Quando il comico siciliano è salito sul palco dell’Ariston, il sito per adulti ha registrato un netto calo degli accessi. Subito dopo l’annuncio del vincitore invece, un’impennata dei visitatori.

In base ad un report diffuso oggi da PornHub, la più grande piattaforma d’intrattenimento per adulti al mondo, lo scorso martedì 6 febbraio, durante l’esibizione di Fiorello sul palco dell’Ariston, il sito per birbaccioni ha registrato una picchiata degli accessi: -12,2%.

In generale, continua il report, la perdita di traffico durante le kermesse sanremese è stata più contenuta rispetto allo scorso anno.

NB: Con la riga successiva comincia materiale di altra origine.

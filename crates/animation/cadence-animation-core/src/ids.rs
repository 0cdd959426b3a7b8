//! Generational handles and the slot pools that hand them out.
//!
//! A handle is a slot index paired with the slot's generation at allocation
//! time. Removing an entity bumps the slot generation, so a handle retained
//! across removal no longer resolves even after the slot is reused.

use std::fmt;
use std::hash::{Hash, Hasher};
use std::marker::PhantomData;

use serde::{Deserialize, Deserializer, Serialize, Serializer};

use crate::binding::DataBinding;
use crate::spline::Spline;
use crate::store::{Animation, AnimationInstance};

/// Typed generational handle into a [`Pool`].
pub struct Handle<T> {
    index: u32,
    generation: u32,
    _marker: PhantomData<fn() -> T>,
}

pub type SplineHandle = Handle<Spline>;
pub type DataBindHandle = Handle<DataBinding>;
pub type InstanceHandle = Handle<AnimationInstance>;
pub type AnimationHandle = Handle<Animation>;

impl<T> Handle<T> {
    #[inline]
    pub const fn new(index: u32, generation: u32) -> Self {
        Self {
            index,
            generation,
            _marker: PhantomData,
        }
    }

    #[inline]
    pub const fn index(self) -> u32 {
        self.index
    }

    #[inline]
    pub const fn generation(self) -> u32 {
        self.generation
    }
}

// Manual impls: deriving would put bounds on `T`.
impl<T> Copy for Handle<T> {}

impl<T> Clone for Handle<T> {
    fn clone(&self) -> Self {
        *self
    }
}

impl<T> PartialEq for Handle<T> {
    fn eq(&self, other: &Self) -> bool {
        self.index == other.index && self.generation == other.generation
    }
}

impl<T> Eq for Handle<T> {}

impl<T> Hash for Handle<T> {
    fn hash<H: Hasher>(&self, state: &mut H) {
        self.index.hash(state);
        self.generation.hash(state);
    }
}

impl<T> fmt::Debug for Handle<T> {
    fn fmt(&self, f: &mut fmt::Formatter<'_>) -> fmt::Result {
        write!(f, "Handle({}v{})", self.index, self.generation)
    }
}

#[derive(Serialize, Deserialize)]
struct RawHandle {
    index: u32,
    #[serde(default)]
    generation: u32,
}

impl<T> Serialize for Handle<T> {
    fn serialize<S: Serializer>(&self, serializer: S) -> Result<S::Ok, S::Error> {
        RawHandle {
            index: self.index,
            generation: self.generation,
        }
        .serialize(serializer)
    }
}

impl<'de, T> Deserialize<'de> for Handle<T> {
    fn deserialize<D: Deserializer<'de>>(deserializer: D) -> Result<Self, D::Error> {
        let raw = RawHandle::deserialize(deserializer)?;
        Ok(Handle::new(raw.index, raw.generation))
    }
}

#[derive(Debug)]
struct Slot<T> {
    generation: u32,
    value: Option<T>,
}

/// Slot arena with a LIFO free list.
///
/// Allocation order is fully determined by the sequence of allocate/remove
/// calls, so two pools fed the same sequence hand out identical handles.
#[derive(Debug)]
pub struct Pool<T> {
    slots: Vec<Slot<T>>,
    free: Vec<u32>,
    len: usize,
}

impl<T> Default for Pool<T> {
    fn default() -> Self {
        Self::with_capacity(0)
    }
}

impl<T> Pool<T> {
    /// `capacity` is a preallocation hint only; the pool grows past it.
    pub fn with_capacity(capacity: usize) -> Self {
        Self {
            slots: Vec::with_capacity(capacity),
            free: Vec::new(),
            len: 0,
        }
    }

    pub fn allocate(&mut self, value: T) -> Handle<T> {
        self.len += 1;
        if let Some(index) = self.free.pop() {
            let slot = &mut self.slots[index as usize];
            slot.value = Some(value);
            return Handle::new(index, slot.generation);
        }
        let index = self.slots.len() as u32;
        self.slots.push(Slot {
            generation: 0,
            value: Some(value),
        });
        Handle::new(index, 0)
    }

    #[inline]
    pub fn get(&self, handle: Handle<T>) -> Option<&T> {
        self.slots
            .get(handle.index as usize)
            .filter(|slot| slot.generation == handle.generation)
            .and_then(|slot| slot.value.as_ref())
    }

    #[inline]
    pub fn get_mut(&mut self, handle: Handle<T>) -> Option<&mut T> {
        self.slots
            .get_mut(handle.index as usize)
            .filter(|slot| slot.generation == handle.generation)
            .and_then(|slot| slot.value.as_mut())
    }

    #[inline]
    pub fn contains(&self, handle: Handle<T>) -> bool {
        self.get(handle).is_some()
    }

    /// Remove the entity and retire the handle. Returns the owned value.
    pub fn remove(&mut self, handle: Handle<T>) -> Option<T> {
        let slot = self
            .slots
            .get_mut(handle.index as usize)
            .filter(|slot| slot.generation == handle.generation)?;
        let value = slot.value.take()?;
        slot.generation = slot.generation.wrapping_add(1);
        self.free.push(handle.index);
        self.len -= 1;
        Some(value)
    }

    #[inline]
    pub fn len(&self) -> usize {
        self.len
    }

    #[inline]
    pub fn is_empty(&self) -> bool {
        self.len == 0
    }

    /// Live entries in slot order.
    pub fn iter(&self) -> impl Iterator<Item = (Handle<T>, &T)> {
        self.slots.iter().enumerate().filter_map(|(idx, slot)| {
            slot.value
                .as_ref()
                .map(|v| (Handle::new(idx as u32, slot.generation), v))
        })
    }
}
//! Time model: global animation timestamps and spline-local timestamps.
//!
//! The engine never reads a clock. Global time is whatever monotonic
//! timestamp the caller feeds to the scheduler.

use serde::{Deserialize, Serialize};

use crate::error::{AnimationError, Result};

/// Global timestamp fed through `set_time`.
pub type AnimationTime = u64;

/// Spline-local timestamp of a key.
pub type SplineTimeStamp = u32;

/// Looping animations started through the system run for
/// `loop_duration * LOOPING_LENGTH_MULTIPLIER` time units.
pub const LOOPING_LENGTH_MULTIPLIER: u64 = 1 << 20;

/// Start/stop placement of an animation on the global timeline.
#[derive(Clone, Copy, Debug, Default, Serialize, Deserialize, PartialEq, Eq)]
pub struct TimeRange {
    #[serde(default)]
    pub start: Option<AnimationTime>,
    #[serde(default)]
    pub stop: Option<AnimationTime>,
}

impl TimeRange {
    pub const fn new(start: AnimationTime, stop: AnimationTime) -> Self {
        Self {
            start: Some(start),
            stop: Some(stop),
        }
    }

    pub const fn unset() -> Self {
        Self {
            start: None,
            stop: None,
        }
    }

    /// Both ends set and `start < stop`.
    #[inline]
    pub fn is_valid(&self) -> bool {
        self.bounds().is_some()
    }

    /// `(start, stop)` when the range is valid.
    #[inline]
    pub fn bounds(&self) -> Option<(AnimationTime, AnimationTime)> {
        match (self.start, self.stop) {
            (Some(start), Some(stop)) if start < stop => Some((start, stop)),
            _ => None,
        }
    }

    /// Like [`TimeRange::bounds`], for callers that require a playable range.
    pub fn validate(&self) -> Result<(AnimationTime, AnimationTime)> {
        self.bounds().ok_or(AnimationError::InvalidTimeRange {
            start: self.start,
            stop: self.stop,
        })
    }

    #[inline]
    pub fn contains(&self, t: AnimationTime) -> bool {
        self.bounds()
            .map(|(start, stop)| start <= t && t < stop)
            .unwrap_or(false)
    }
}
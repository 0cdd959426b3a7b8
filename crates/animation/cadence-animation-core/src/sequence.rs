//! Animation sequences: a group of animations placed on a shared,
//! sequence-relative timeline and started, stopped or re-timed together.
//!
//! A sequence holds no reference to the system; every operation that touches
//! animations takes the system explicitly.

use indexmap::IndexMap;
use serde::{Deserialize, Serialize};

use crate::binding::BindingTarget;
use crate::error::{AnimationError, EntityKind, Result};
use crate::ids::AnimationHandle;
use crate::store::{AnimationFlags, AnimationProperties};
use crate::system::AnimationSystem;
use crate::time::{AnimationTime, SplineTimeStamp, TimeRange, LOOPING_LENGTH_MULTIPLIER};

/// Placement of one animation inside a sequence, in sequence time.
#[derive(Clone, Copy, Debug, PartialEq, Serialize, Deserialize)]
pub struct SequenceItem {
    pub start: AnimationTime,
    pub stop: AnimationTime,
    #[serde(default)]
    pub flags: AnimationFlags,
    #[serde(default)]
    pub loop_duration: SplineTimeStamp,
}

#[derive(Clone, Debug)]
pub struct AnimationSequence {
    items: IndexMap<AnimationHandle, SequenceItem>,
    playback_speed: f32,
    start_time: Option<AnimationTime>,
}

impl Default for AnimationSequence {
    fn default() -> Self {
        Self {
            items: IndexMap::new(),
            playback_speed: 1.0,
            start_time: None,
        }
    }
}

impl AnimationSequence {
    pub fn new() -> Self {
        Self::default()
    }

    #[inline]
    pub fn playback_speed(&self) -> f32 {
        self.playback_speed
    }

    /// Global time the sequence was last started at.
    #[inline]
    pub fn start_time(&self) -> Option<AnimationTime> {
        self.start_time
    }

    #[inline]
    pub fn num_animations(&self) -> usize {
        self.items.len()
    }

    #[inline]
    pub fn contains(&self, animation: AnimationHandle) -> bool {
        self.items.contains_key(&animation)
    }

    #[inline]
    pub fn item(&self, animation: AnimationHandle) -> Option<&SequenceItem> {
        self.items.get(&animation)
    }

    /// Latest stop time of any item, in sequence time.
    pub fn sequence_stop_time(&self) -> AnimationTime {
        self.items.values().map(|i| i.stop).max().unwrap_or(0)
    }

    /// Add (or re-place) an animation. Without an explicit `stop`, the item
    /// runs for the spline duration; looping animations run
    /// [`LOOPING_LENGTH_MULTIPLIER`] times longer.
    pub fn add_animation<T: BindingTarget>(
        &mut self,
        system: &AnimationSystem<T>,
        animation: AnimationHandle,
        start: AnimationTime,
        stop: Option<AnimationTime>,
    ) -> Result<()> {
        let anim = system
            .animation(animation)
            .ok_or_else(|| AnimationError::not_found(EntityKind::Animation, animation))?;
        let stop = match stop {
            Some(stop) => stop,
            None => {
                let duration = system.animation_duration_from_spline(animation)?;
                let mut length = u64::from(duration);
                if anim.flags.looping {
                    length = length.saturating_mul(LOOPING_LENGTH_MULTIPLIER);
                }
                start.saturating_add(length)
            }
        };
        TimeRange::new(start, stop).validate()?;
        self.items.insert(
            animation,
            SequenceItem {
                start,
                stop,
                flags: anim.flags,
                loop_duration: anim.loop_duration,
            },
        );
        Ok(())
    }

    pub fn remove_animation(&mut self, animation: AnimationHandle) -> bool {
        self.items.shift_remove(&animation).is_some()
    }

    /// True once started while any member animation covers the current time.
    pub fn is_active<T: BindingTarget>(&self, system: &AnimationSystem<T>) -> bool {
        if self.start_time.is_none() {
            return false;
        }
        let now = system.time();
        self.items.keys().any(|h| {
            system
                .animation(*h)
                .is_some_and(|a| a.range.contains(now))
        })
    }

    pub fn start_at<T: BindingTarget>(
        &mut self,
        system: &mut AnimationSystem<T>,
        at: AnimationTime,
    ) -> Result<()> {
        self.start_with(system, at, false)
    }

    pub fn start_reverse_at<T: BindingTarget>(
        &mut self,
        system: &mut AnimationSystem<T>,
        at: AnimationTime,
    ) -> Result<()> {
        self.start_with(system, at, true)
    }

    /// Start `offset` after the current time.
    pub fn start<T: BindingTarget>(
        &mut self,
        system: &mut AnimationSystem<T>,
        offset: AnimationTime,
    ) -> Result<()> {
        let at = system.time().saturating_add(offset);
        self.start_with(system, at, false)
    }

    fn start_with<T: BindingTarget>(
        &mut self,
        system: &mut AnimationSystem<T>,
        at: AnimationTime,
        reverse: bool,
    ) -> Result<()> {
        self.start_time = Some(at);
        for item in self.items.values_mut() {
            item.flags.reverse = reverse;
        }
        self.flush(system, true)
    }

    /// Stop every member at `at`. Ignored unless the sequence is active.
    pub fn stop_at<T: BindingTarget>(
        &mut self,
        system: &mut AnimationSystem<T>,
        at: AnimationTime,
    ) -> Result<()> {
        if !self.is_active(system) {
            return Ok(());
        }
        for animation in self.items.keys() {
            system.set_animation_stop_time(*animation, at)?;
        }
        Ok(())
    }

    /// Set the speed every member plays at. Item placements stay as they
    /// are; a running sequence shifts its start so members keep their
    /// current spline position.
    pub fn set_playback_speed<T: BindingTarget>(
        &mut self,
        system: &mut AnimationSystem<T>,
        speed: f32,
    ) -> Result<()> {
        if !(speed > 0.0 && speed.is_finite()) {
            return Err(AnimationError::InvalidPlaybackSpeed { speed });
        }
        if speed == self.playback_speed {
            return Ok(());
        }
        let scale = f64::from(self.playback_speed) / f64::from(speed);
        self.playback_speed = speed;
        if !self.is_active(system) {
            return Ok(());
        }
        let now = system.time();
        if let Some(start) = self.start_time.filter(|s| *s <= now) {
            let since = ((now - start) as f64 * scale) as AnimationTime;
            self.start_time = Some(now.saturating_sub(since));
        }
        self.flush(system, true)
    }

    pub fn set_animation_looping<T: BindingTarget>(
        &mut self,
        system: &mut AnimationSystem<T>,
        animation: AnimationHandle,
        loop_duration: SplineTimeStamp,
    ) -> Result<()> {
        let item = self.item_mut(animation)?;
        item.flags.looping = true;
        item.loop_duration = loop_duration;
        self.flush(system, false)
    }

    pub fn set_animation_relative<T: BindingTarget>(
        &mut self,
        system: &mut AnimationSystem<T>,
        animation: AnimationHandle,
        relative: bool,
    ) -> Result<()> {
        self.item_mut(animation)?.flags.relative = relative;
        self.flush(system, false)
    }

    fn item_mut(&mut self, animation: AnimationHandle) -> Result<&mut SequenceItem> {
        self.items
            .get_mut(&animation)
            .ok_or_else(|| AnimationError::not_found(EntityKind::Animation, animation))
    }

    /// Push item placements and properties into the system.
    fn flush<T: BindingTarget>(&self, system: &mut AnimationSystem<T>, force: bool) -> Result<()> {
        let Some(start_time) = self.start_time else {
            return Ok(());
        };
        if !force && !self.is_active(system) {
            return Ok(());
        }
        for (animation, item) in &self.items {
            system.set_animation_properties(
                *animation,
                AnimationProperties {
                    speed: self.playback_speed,
                    loop_duration: item.loop_duration,
                    flags: item.flags,
                },
            )?;
            system.set_animation_time_range(
                *animation,
                TimeRange::new(
                    start_time.saturating_add(item.start),
                    start_time.saturating_add(item.stop),
                ),
            )?;
        }
        Ok(())
    }
}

Seppur sintonizzati su Rai1 dunque, gli italiani non hanno smesso di accedere al sito da altre piattaforme. Ma quando Fiorello è salito sul palco, anche tablet, telefonini e computer sono stati spenti, per la gioia della Rai e per il disappunto di PornHub, che però non è durato a lungo.

Subito dopo l’annuncio del vincitore, gli accessi al sito hanno segnato un’impennata: +26,9%. Insomma, terminati gli ardori per Sanremo, si sono ripalesati quelli più animaleschi.

Non poteva mancare un commento del comico siciliano, che rientrato nel suo salotto di Viva Rai2! ha commentato: «Ma ti rendi conto, guardavano me e non PornHub! Il problema è che adesso loro sono contro di me. Sono uscito di casa stamattina e c’era un piccolo nucleo di PornHub in protesta». Il conduttore ha poi letto con la consueta ironia un finto comunicato stampa nella quale Viale Mazzini si scusa con il sito per adulti: «I vertici Rai prendono le distanze da Fiorello, responsabile di aver generato un calo di utenti su PornHub. La Rai si scusa con la piattaforma amica e ha già chiesto ai propri truccatori di adoperarsi affinché venga ridimensionato il naturale sex appeal del conduttore di Viva Rai2!».